Task inputs =>
//! Gesture streams and the per-tick composer.
//!
//! Two independent recognizers feed the engine: a single-pointer pan and a
//! two-pointer pinch. Each delivers cumulative samples relative to its own
//! gesture start; the composer merges at most one sample from each stream
//! into a single [`TransformState`] update per tick.
//!
//! # Merge Order
//!
//! The merge is deterministic and is the one piece of protocol in the
//! engine; change it and concurrent pan+pinch visibly jitters:
//!
//! 1. The pinch sample is applied first. The candidate scale is clamped to
//!    the legal zoom range, then the translation is re-clamped against the
//!    *new* scale's pan envelope.
//! 2. The pan candidate (computed against its gesture-start anchor) is then
//!    clamped against the post-pinch scale and written.
//! 3. While two or more pointers are down, pan samples are ignored entirely:
//!    the pinch recognizer owns translation semantics during multi-touch.
//!
//! Anchors snapshot on `Began` and fold back in on `Ended` (the commit).
//! Hosts deliver the final cumulative delta in a `Changed` sample before
//! sending `Ended`.

use serde::{Deserialize, Serialize};

use crate::transform::state::{Offset, TransformState};

/// Where a sample sits in its gesture's lifecycle.
#[derive(Debug, Clone, Copy, PartialEq, Eq, Serialize, Deserialize)]
pub enum GesturePhase {
    /// First sample: snapshot the anchor.
    Began,
    /// In-progress sample carrying a cumulative value from gesture start.
    Changed,
    /// Final sample: commit the current value into the anchor.
    Ended,
}

/// One sample from the pan recognizer.
///
/// `dx`/`dy` are the cumulative pointer displacement since the gesture
/// began, in logical screen units.
#[derive(Debug, Clone, Copy, PartialEq, Serialize, Deserialize)]
pub struct PanSample {
    pub phase: GesturePhase,
    pub dx: f64,
    pub dy: f64,
}

impl PanSample {
    pub fn began() -> Self {
        Self {
            phase: GesturePhase::Began,
            dx: 0.0,
            dy: 0.0,
        }
    }

    pub fn changed(dx: f64, dy: f64) -> Self {
        Self {
            phase: GesturePhase::Changed,
            dx,
            dy,
        }
    }

    pub fn ended() -> Self {
        Self {
            phase: GesturePhase::Ended,
            dx: 0.0,
            dy: 0.0,
        }
    }
}

/// One sample from the pinch recognizer.
///
/// `factor` is the ratio of the current pointer span to the span at gesture
/// start. A factor that is not finite and positive is invalid input and the
/// sample is a no-op for that tick.
#[derive(Debug, Clone, Copy, PartialEq, Serialize, Deserialize)]
pub struct PinchSample {
    pub phase: GesturePhase,
    pub factor: f64,
}

impl PinchSample {
    pub fn began() -> Self {
        Self {
            phase: GesturePhase::Began,
            factor: 1.0,
        }
    }

    pub fn changed(factor: f64) -> Self {
        Self {
            phase: GesturePhase::Changed,
            factor,
        }
    }

    pub fn ended() -> Self {
        Self {
            phase: GesturePhase::Ended,
            factor: 1.0,
        }
    }
}

/// Everything the composer consumes in one processing tick.
///
/// `pointers` is the number of pointers currently down, used for pinch
/// precedence: pan samples are discarded while `pointers >= 2`.
#[derive(Debug, Clone, Copy, Default, PartialEq, Serialize, Deserialize)]
#[serde(default)]
pub struct FrameInput {
    pub pinch: Option<PinchSample>,
    pub pan: Option<PanSample>,
    pub pointers: u8,
}

impl FrameInput {
    /// A tick carrying only a pan sample.
    pub fn pan(sample: PanSample) -> Self {
        Self {
            pinch: None,
            pan: Some(sample),
            pointers: 1,
        }
    }

    /// A tick carrying only a pinch sample.
    pub fn pinch(sample: PinchSample) -> Self {
        Self {
            pinch: Some(sample),
            pan: None,
            pointers: 2,
        }
    }
}

/// Merge one tick of gesture input into the transform.
///
/// See the module docs for the ordering rule. The state's invariants hold on
/// return for any input, including invalid pinch factors.
pub fn apply_frame(state: &mut TransformState, input: &FrameInput) {
    if let Some(pinch) = input.pinch {
        match pinch.phase {
            GesturePhase::Began => {
                state.scale_anchor = state.scale();
            }
            GesturePhase::Changed => {
                if pinch.factor.is_finite() && pinch.factor > 0.0 {
                    state.set_scale_clamped(state.scale_anchor * pinch.factor);
                }
            }
            GesturePhase::Ended => {
                state.scale_anchor = state.scale();
            }
        }
    }

    if let Some(pan) = input.pan {
        // Pinch precedence: single-pointer pan semantics are suspended
        // while a second pointer is present.
        if input.pointers < 2 {
            match pan.phase {
                GesturePhase::Began => {
                    state.translation_anchor = state.translation();
                }
                GesturePhase::Changed => {
                    let anchor = state.translation_anchor;
                    state.set_translation_clamped(Offset::new(
                        anchor.x + pan.dx,
                        anchor.y + pan.dy,
                    ));
                }
                GesturePhase::Ended => {
                    state.translation_anchor = state.translation();
                }
            }
        }
    }
}


// ============================================================================
// Property-Based Tests
// ============================================================================
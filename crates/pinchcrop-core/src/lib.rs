//! Pinchcrop Core - Interactive image crop engine
//!
//! This crate implements the gesture-driven crop engine behind profile
//! picture editing: a pan/pinch-driven affine view over a source image,
//! constrained so the image always fully covers a square crop window, from
//! which a pixel-exact source rectangle is resolved and rendered to a
//! fixed-size square asset.
//!
//! # Pipeline
//!
//! Pointer events -> gesture recognizers -> [`transform::apply_frame`] ->
//! [`transform::TransformState`] -> (on confirm) [`resolve::resolve_crop`]
//! -> [`produce::OutputProducer`] -> final asset URI.
//!
//! The engine is a pure in-process library: the platform image picker, the
//! screens around it and the network are the host's business. The one
//! external boundary is the output producer, which hosts run off the
//! interaction thread.

pub mod geometry;
pub mod produce;
pub mod resolve;
pub mod session;
pub mod transform;

pub use produce::{render_crop, AssetUri, OutputProducer, PixelBuffer, ProduceError};
pub use resolve::{resolve_crop, CropResult, ResolveError};
pub use session::{ConfirmOutcome, CropSession};
pub use transform::{
    apply_frame, CropWindow, FrameInput, GesturePhase, Offset, PanSample, PinchSample,
    SessionError, SourceImage, TransformState,
};

/// Maximum zoom as a multiple of the minimum cover scale (K).
pub const MAX_ZOOM_MULTIPLIER: f64 = 5.0;

/// Side cap for the final output asset, in pixels.
pub const MAX_OUTPUT_SIZE: u32 = 1024;

/// Cap on the crop window side, in logical screen units.
pub const MAX_WINDOW_SIDE: f64 = 320.0;

/// JPEG quality used by the render pipeline when the host doesn't override.
pub const DEFAULT_JPEG_QUALITY: u8 = 85;
//! Editor settings loaded from `editor.toml`.

use crate::ConfigError;
use serde::{Deserialize, Serialize};
use std::fmt;
use std::path::Path;
use std::str::FromStr;

/// Smallest accepted UI scale factor.
pub const MIN_SCALE: f32 = 0.5;
/// Largest accepted UI scale factor.
pub const MAX_SCALE: f32 = 4.0;
/// Longest accepted interval between host-poll repaints, in milliseconds.
pub const MAX_REPAINT_INTERVAL_MS: u64 = 1000;

/// Which knob surface to draw.
#[derive(Debug, Clone, Copy, PartialEq, Eq, Default, Serialize, Deserialize)]
#[serde(rename_all = "kebab-case")]
pub enum Variant {
    /// Knob colors follow gain, and the mid-frequency knob follows frequency.
    #[default]
    ThreeQ,
    /// Fixed knob colors.
    Eq,
}

impl Variant {
    /// Setting name as written in config files and on the command line.
    pub const fn as_str(self) -> &'static str {
        match self {
            Variant::ThreeQ => "three-q",
            Variant::Eq => "eq",
        }
    }
}

impl fmt::Display for Variant {
    fn fmt(&self, f: &mut fmt::Formatter<'_>) -> fmt::Result {
        f.write_str(self.as_str())
    }
}

impl FromStr for Variant {
    type Err = ConfigError;

    fn from_str(s: &str) -> Result<Self, Self::Err> {
        match s.trim().to_ascii_lowercase().as_str() {
            "three-q" | "3q" => Ok(Variant::ThreeQ),
            "eq" => Ok(Variant::Eq),
            _ => Err(ConfigError::invalid("variant", s, "expected 'three-q' or 'eq'")),
        }
    }
}

/// Which gesture markers to close when a knob is released.
#[derive(Debug, Clone, Copy, PartialEq, Eq, Default, Serialize, Deserialize)]
#[serde(rename_all = "kebab-case")]
pub enum ReleasePolicy {
    /// End the gesture on all four parameters, whichever knob was released.
    #[default]
    AllKnobs,
    /// End the gesture only on the released knob.
    ActiveOnly,
}

impl ReleasePolicy {
    /// Setting name as written in config files and on the command line.
    pub const fn as_str(self) -> &'static str {
        match self {
            ReleasePolicy::AllKnobs => "all-knobs",
            ReleasePolicy::ActiveOnly => "active-only",
        }
    }
}

impl fmt::Display for ReleasePolicy {
    fn fmt(&self, f: &mut fmt::Formatter<'_>) -> fmt::Result {
        f.write_str(self.as_str())
    }
}

impl FromStr for ReleasePolicy {
    type Err = ConfigError;

    fn from_str(s: &str) -> Result<Self, Self::Err> {
        match s.trim().to_ascii_lowercase().as_str() {
            "all-knobs" | "all" => Ok(ReleasePolicy::AllKnobs),
            "active-only" | "active" => Ok(ReleasePolicy::ActiveOnly),
            _ => Err(ConfigError::invalid(
                "release_policy",
                s,
                "expected 'all-knobs' or 'active-only'",
            )),
        }
    }
}

/// Editor configuration.
///
/// Every field has a default, so a partial (or empty) file is valid.
///
/// ```rust
/// use triband_config::{EditorConfig, ReleasePolicy, Variant};
///
/// let cfg = EditorConfig::from_toml_str("variant = \"eq\"").unwrap();
/// assert_eq!(cfg.variant, Variant::Eq);
/// assert_eq!(cfg.release_policy, ReleasePolicy::AllKnobs);
/// ```
#[derive(Debug, Clone, PartialEq, Serialize, Deserialize)]
#[serde(default)]
pub struct EditorConfig {
    /// Knob surface variant.
    pub variant: Variant,
    /// Gesture-end behavior on knob release.
    pub release_policy: ReleasePolicy,
    /// UI scale factor applied on top of the window's native scale.
    pub scale: f32,
    /// How often to repaint while idle so host-driven changes show up.
    pub repaint_interval_ms: u64,
}

impl Default for EditorConfig {
    fn default() -> Self {
        Self {
            variant: Variant::default(),
            release_policy: ReleasePolicy::default(),
            scale: 1.0,
            repaint_interval_ms: 33,
        }
    }
}

impl EditorConfig {
    /// Parse and validate a TOML document.
    pub fn from_toml_str(s: &str) -> Result<Self, ConfigError> {
        let config: Self = toml::from_str(s)?;
        config.validate()?;
        Ok(config)
    }

    /// Serialize to a TOML document.
    pub fn to_toml_string(&self) -> Result<String, ConfigError> {
        Ok(toml::to_string_pretty(self)?)
    }

    /// Load and validate a config file.
    pub fn load(path: impl AsRef<Path>) -> Result<Self, ConfigError> {
        let path = path.as_ref();
        let contents =
            std::fs::read_to_string(path).map_err(|e| ConfigError::read_file(path, e))?;
        Self::from_toml_str(&contents)
    }

    /// Load a config file, or return the defaults if the file does not exist.
    pub fn load_or_default(path: impl AsRef<Path>) -> Result<Self, ConfigError> {
        let path = path.as_ref();
        if path.exists() {
            Self::load(path)
        } else {
            Ok(Self::default())
        }
    }

    /// Validate and write the config, creating parent directories as needed.
    pub fn save(&self, path: impl AsRef<Path>) -> Result<(), ConfigError> {
        let path = path.as_ref();
        self.validate()?;
        if let Some(parent) = path.parent()
            && !parent.as_os_str().is_empty()
        {
            std::fs::create_dir_all(parent).map_err(|e| ConfigError::create_dir(parent, e))?;
        }
        let contents = self.to_toml_string()?;
        std::fs::write(path, contents).map_err(|e| ConfigError::write_file(path, e))
    }

    /// Check every field against its accepted range.
    pub fn validate(&self) -> Result<(), ConfigError> {
        if !(MIN_SCALE..=MAX_SCALE).contains(&self.scale) {
            return Err(ConfigError::invalid(
                "scale",
                self.scale,
                "must be between 0.5 and 4",
            ));
        }
        if self.repaint_interval_ms == 0 || self.repaint_interval_ms > MAX_REPAINT_INTERVAL_MS {
            return Err(ConfigError::invalid(
                "repaint_interval_ms",
                self.repaint_interval_ms,
                "must be between 1 and 1000",
            ));
        }
        Ok(())
    }
}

About this task =>
The answer consists of every line above in which the word "return" occurs.

Task response =>
/// return for any input, including invalid pinch factors.
    /// Load a config file, or return the defaults if the file does not exist.
            return Err(ConfigError::invalid(
            return Err(ConfigError::invalid(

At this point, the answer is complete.